Task objective:
Print word for word the records from the line containing "an out-of-range field." through the end.

Saved entries:
▼▼▼

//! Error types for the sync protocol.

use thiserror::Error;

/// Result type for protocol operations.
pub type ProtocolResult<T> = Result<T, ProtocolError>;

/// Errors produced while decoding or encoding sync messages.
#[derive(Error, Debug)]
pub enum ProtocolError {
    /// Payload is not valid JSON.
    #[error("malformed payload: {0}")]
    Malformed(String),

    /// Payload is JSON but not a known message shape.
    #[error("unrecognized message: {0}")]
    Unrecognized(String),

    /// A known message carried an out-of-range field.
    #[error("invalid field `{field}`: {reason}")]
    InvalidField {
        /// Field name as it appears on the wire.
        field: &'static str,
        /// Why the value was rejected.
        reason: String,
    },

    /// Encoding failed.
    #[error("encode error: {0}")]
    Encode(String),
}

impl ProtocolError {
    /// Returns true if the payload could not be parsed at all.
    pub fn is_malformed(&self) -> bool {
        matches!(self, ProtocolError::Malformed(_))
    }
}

▲▲▲

Output of the task:
    /// A known message carried an out-of-range field.
    #[error("invalid field `{field}`: {reason}")]
    InvalidField {
        /// Field name as it appears on the wire.
        field: &'static str,
        /// Why the value was rejected.
        reason: String,
    },

    /// Encoding failed.
    #[error("encode error: {0}")]
    Encode(String),
}

impl ProtocolError {
    /// Returns true if the payload could not be parsed at all.
    pub fn is_malformed(&self) -> bool {
        matches!(self, ProtocolError::Malformed(_))
    }
}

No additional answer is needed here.